- **SOURCE MATERIAL**
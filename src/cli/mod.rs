//! CLI module for the Groundplan command-line tool.

mod commands;
mod output;

pub use commands::{Cli, Commands, OutputFormat, StateCommands};
pub use output::OutputFormatter;
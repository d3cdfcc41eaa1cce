//! State types for tracking provisioned resources.
//!
//! These types record what previous runs actually provisioned, and
//! feed the idempotence check on the next run.

use chrono::{DateTime, Utc};
use serde::{Deserialize, Serialize};
use std::collections::BTreeMap;

use crate::exec::{PriorResource, PriorState, RunReport};
use crate::graph::{DependencyGraph, NodeId, NodeState, ResourceKind};
use crate::planner::GraphHasher;

/// Current version of the state format.
pub const STATE_VERSION: &str = "1.0";

/// The complete recorded state of a project.
#[derive(Debug, Clone, Serialize, Deserialize)]
pub struct RunState {
    /// State format version.
    pub version: String,
    /// Project name.
    pub project: String,
    /// Environment name.
    pub environment: String,
    /// Fingerprint of the last applied graph.
    pub graph_fingerprint: String,
    /// Recorded resources, keyed by qualified node identifier.
    pub resources: BTreeMap<String, ResourceState>,
    /// Resolved unit exports from the last run.
    #[serde(default)]
    pub exports: BTreeMap<String, BTreeMap<String, serde_json::Value>>,
    /// When the state was last updated.
    pub last_updated: DateTime<Utc>,
    /// Run history (recent entries).
    #[serde(default)]
    pub history: Vec<RunHistoryEntry>,
}

/// Recorded state of a single resource.
#[derive(Debug, Clone, Serialize, Deserialize)]
pub struct ResourceState {
    /// Qualified node identifier (`unit/name`).
    pub id: String,
    /// Resource kind.
    pub kind: ResourceKind,
    /// Provider-assigned identifier.
    pub remote_id: String,
    /// Fingerprint of the node declaration that was provisioned.
    pub spec_hash: String,
    /// Status at the end of the last run that touched this resource.
    pub status: NodeState,
    /// Outputs recorded when the resource was provisioned.
    pub outputs: BTreeMap<String, serde_json::Value>,
    /// When the resource was first provisioned.
    pub created_at: DateTime<Utc>,
    /// When the record was last updated.
    pub updated_at: DateTime<Utc>,
}

/// A single entry in the run history.
#[derive(Debug, Clone, Serialize, Deserialize)]
pub struct RunHistoryEntry {
    /// When the run finished.
    pub timestamp: DateTime<Utc>,
    /// Fingerprint of the graph the run executed against.
    pub graph_fingerprint: String,
    /// Nodes the provider actually provisioned.
    pub provisioned: usize,
    /// Nodes reused without a provider call.
    pub unchanged: usize,
    /// Nodes that failed.
    pub failed: usize,
    /// Nodes that were skipped.
    pub skipped: usize,
    /// Whether the run succeeded.
    pub success: bool,
    /// Whether the run was cancelled.
    pub cancelled: bool,
}

impl RunState {
    /// Creates a new empty run state.
    #[must_use]
    pub fn new(project: &str, environment: &str) -> Self {
        Self {
            version: STATE_VERSION.to_string(),
            project: project.to_string(),
            environment: environment.to_string(),
            graph_fingerprint: String::new(),
            resources: BTreeMap::new(),
            exports: BTreeMap::new(),
            last_updated: Utc::now(),
            history: Vec::new(),
        }
    }

    /// Gets a resource record by qualified identifier.
    #[must_use]
    pub fn get_resource(&self, id: &str) -> Option<&ResourceState> {
        self.resources.get(id)
    }

    /// Adds or replaces a resource record.
    pub fn set_resource(&mut self, resource: ResourceState) {
        self.resources.insert(resource.id.clone(), resource);
        self.last_updated = Utc::now();
    }

    /// Removes a resource record by qualified identifier.
    pub fn remove_resource(&mut self, id: &str) -> Option<ResourceState> {
        let result = self.resources.remove(id);
        if result.is_some() {
            self.last_updated = Utc::now();
        }
        result
    }

    /// Returns all qualified resource identifiers.
    #[must_use]
    pub fn resource_ids(&self) -> Vec<&str> {
        self.resources.keys().map(String::as_str).collect()
    }

    /// Builds the prior-run view the executor consumes.
    ///
    /// Only resources that finished a previous run provisioned
    /// participate in the unchanged check.
    #[must_use]
    pub fn prior_state(&self) -> PriorState {
        self.resources
            .values()
            .filter(|r| r.status == NodeState::Provisioned)
            .map(|r| {
                (
                    NodeId::from_qualified(r.id.clone()),
                    PriorResource {
                        remote_id: r.remote_id.clone(),
                        spec_hash: r.spec_hash.clone(),
                        outputs: r.outputs.clone(),
                    },
                )
            })
            .collect()
    }

    /// Folds a finished run back into the state.
    ///
    /// Provisioned nodes are upserted with their fresh outputs and
    /// declaration fingerprint; failed nodes keep their old record but
    /// have the failure noted.
    pub fn record_run(&mut self, report: &RunReport, graph: &DependencyGraph) {
        let hasher = GraphHasher;
        let now = Utc::now();

        for node_report in &report.nodes {
            let key = node_report.id.to_string();
            match node_report.state {
                NodeState::Provisioned => {
                    let Some(node) = graph.node(&node_report.id) else {
                        continue;
                    };
                    let Some(remote_id) = node_report.remote_id.clone() else {
                        continue;
                    };
                    let created_at = self
                        .resources
                        .get(&key)
                        .map_or(now, |existing| existing.created_at);
                    self.resources.insert(
                        key.clone(),
                        ResourceState {
                            id: key,
                            kind: node.kind.clone(),
                            remote_id,
                            spec_hash: hasher.hash_node(node),
                            status: NodeState::Provisioned,
                            outputs: node.outputs.clone(),
                            created_at,
                            updated_at: now,
                        },
                    );
                }
                NodeState::Failed => {
                    if let Some(existing) = self.resources.get_mut(&key) {
                        existing.status = NodeState::Failed;
                        existing.updated_at = now;
                    }
                }
                _ => {}
            }
        }

        self.graph_fingerprint = report.graph_fingerprint.clone();
        self.exports = graph.resolved_exports();
        self.add_history(RunHistoryEntry {
            timestamp: report.finished_at,
            graph_fingerprint: report.graph_fingerprint.clone(),
            provisioned: report.provisioned_count(),
            unchanged: report.unchanged_count(),
            failed: report.failed_count(),
            skipped: report.skipped_count(),
            success: report.success,
            cancelled: report.cancelled,
        });
        self.last_updated = now;
    }

    /// Adds a history entry.
    pub fn add_history(&mut self, entry: RunHistoryEntry) {
        // Keep only the last 100 entries
        const MAX_HISTORY: usize = 100;
        if self.history.len() >= MAX_HISTORY {
            self.history.remove(0);
        }
        self.history.push(entry);
    }
}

- **ACTION ITEM**
Your reply should be all of the data, returned exactly.

- **FINISHED EXERCISE**
filename src/cli/mod.rs
//! CLI module for the Groundplan command-line tool.

mod commands;
mod output;

pub use commands::{Cli, Commands, OutputFormat, StateCommands};
pub use output::OutputFormatter;
repository d3cdfcc41eaa1cce
//! State types for tracking provisioned resources.
//!
//! These types record what previous runs actually provisioned, and
//! feed the idempotence check on the next run.

use chrono::{DateTime, Utc};
use serde::{Deserialize, Serialize};
use std::collections::BTreeMap;

use crate::exec::{PriorResource, PriorState, RunReport};
use crate::graph::{DependencyGraph, NodeId, NodeState, ResourceKind};
use crate::planner::GraphHasher;

/// Current version of the state format.
pub const STATE_VERSION: &str = "1.0";

/// The complete recorded state of a project.
#[derive(Debug, Clone, Serialize, Deserialize)]
pub struct RunState {
    /// State format version.
    pub version: String,
    /// Project name.
    pub project: String,
    /// Environment name.
    pub environment: String,
    /// Fingerprint of the last applied graph.
    pub graph_fingerprint: String,
    /// Recorded resources, keyed by qualified node identifier.
    pub resources: BTreeMap<String, ResourceState>,
    /// Resolved unit exports from the last run.
    #[serde(default)]
    pub exports: BTreeMap<String, BTreeMap<String, serde_json::Value>>,
    /// When the state was last updated.
    pub last_updated: DateTime<Utc>,
    /// Run history (recent entries).
    #[serde(default)]
    pub history: Vec<RunHistoryEntry>,
}

/// Recorded state of a single resource.
#[derive(Debug, Clone, Serialize, Deserialize)]
pub struct ResourceState {
    /// Qualified node identifier (`unit/name`).
    pub id: String,
    /// Resource kind.
    pub kind: ResourceKind,
    /// Provider-assigned identifier.
    pub remote_id: String,
    /// Fingerprint of the node declaration that was provisioned.
    pub spec_hash: String,
    /// Status at the end of the last run that touched this resource.
    pub status: NodeState,
    /// Outputs recorded when the resource was provisioned.
    pub outputs: BTreeMap<String, serde_json::Value>,
    /// When the resource was first provisioned.
    pub created_at: DateTime<Utc>,
    /// When the record was last updated.
    pub updated_at: DateTime<Utc>,
}

/// A single entry in the run history.
#[derive(Debug, Clone, Serialize, Deserialize)]
pub struct RunHistoryEntry {
    /// When the run finished.
    pub timestamp: DateTime<Utc>,
    /// Fingerprint of the graph the run executed against.
    pub graph_fingerprint: String,
    /// Nodes the provider actually provisioned.
    pub provisioned: usize,
    /// Nodes reused without a provider call.
    pub unchanged: usize,
    /// Nodes that failed.
    pub failed: usize,
    /// Nodes that were skipped.
    pub skipped: usize,
    /// Whether the run succeeded.
    pub success: bool,
    /// Whether the run was cancelled.
    pub cancelled: bool,
}

impl RunState {
    /// Creates a new empty run state.
    #[must_use]
    pub fn new(project: &str, environment: &str) -> Self {
        Self {
            version: STATE_VERSION.to_string(),
            project: project.to_string(),
            environment: environment.to_string(),
            graph_fingerprint: String::new(),
            resources: BTreeMap::new(),
            exports: BTreeMap::new(),
            last_updated: Utc::now(),
            history: Vec::new(),
        }
    }

    /// Gets a resource record by qualified identifier.
    #[must_use]
    pub fn get_resource(&self, id: &str) -> Option<&ResourceState> {
        self.resources.get(id)
    }

    /// Adds or replaces a resource record.
    pub fn set_resource(&mut self, resource: ResourceState) {
        self.resources.insert(resource.id.clone(), resource);
        self.last_updated = Utc::now();
    }

    /// Removes a resource record by qualified identifier.
    pub fn remove_resource(&mut self, id: &str) -> Option<ResourceState> {
        let result = self.resources.remove(id);
        if result.is_some() {
            self.last_updated = Utc::now();
        }
        result
    }

    /// Returns all qualified resource identifiers.
    #[must_use]
    pub fn resource_ids(&self) -> Vec<&str> {
        self.resources.keys().map(String::as_str).collect()
    }

    /// Builds the prior-run view the executor consumes.
    ///
    /// Only resources that finished a previous run provisioned
    /// participate in the unchanged check.
    #[must_use]
    pub fn prior_state(&self) -> PriorState {
        self.resources
            .values()
            .filter(|r| r.status == NodeState::Provisioned)
            .map(|r| {
                (
                    NodeId::from_qualified(r.id.clone()),
                    PriorResource {
                        remote_id: r.remote_id.clone(),
                        spec_hash: r.spec_hash.clone(),
                        outputs: r.outputs.clone(),
                    },
                )
            })
            .collect()
    }

    /// Folds a finished run back into the state.
    ///
    /// Provisioned nodes are upserted with their fresh outputs and
    /// declaration fingerprint; failed nodes keep their old record but
    /// have the failure noted.
    pub fn record_run(&mut self, report: &RunReport, graph: &DependencyGraph) {
        let hasher = GraphHasher;
        let now = Utc::now();

        for node_report in &report.nodes {
            let key = node_report.id.to_string();
            match node_report.state {
                NodeState::Provisioned => {
                    let Some(node) = graph.node(&node_report.id) else {
                        continue;
                    };
                    let Some(remote_id) = node_report.remote_id.clone() else {
                        continue;
                    };
                    let created_at = self
                        .resources
                        .get(&key)
                        .map_or(now, |existing| existing.created_at);
                    self.resources.insert(
                        key.clone(),
                        ResourceState {
                            id: key,
                            kind: node.kind.clone(),
                            remote_id,
                            spec_hash: hasher.hash_node(node),
                            status: NodeState::Provisioned,
                            outputs: node.outputs.clone(),
                            created_at,
                            updated_at: now,
                        },
                    );
                }
                NodeState::Failed => {
                    if let Some(existing) = self.resources.get_mut(&key) {
                        existing.status = NodeState::Failed;
                        existing.updated_at = now;
                    }
                }
                _ => {}
            }
        }

        self.graph_fingerprint = report.graph_fingerprint.clone();
        self.exports = graph.resolved_exports();
        self.add_history(RunHistoryEntry {
            timestamp: report.finished_at,
            graph_fingerprint: report.graph_fingerprint.clone(),
            provisioned: report.provisioned_count(),
            unchanged: report.unchanged_count(),
            failed: report.failed_count(),
            skipped: report.skipped_count(),
            success: report.success,
            cancelled: report.cancelled,
        });
        self.last_updated = now;
    }

    /// Adds a history entry.
    pub fn add_history(&mut self, entry: RunHistoryEntry) {
        // Keep only the last 100 entries
        const MAX_HISTORY: usize = 100;
        if self.history.len() >= MAX_HISTORY {
            self.history.remove(0);
        }
        self.history.push(entry);
    }
}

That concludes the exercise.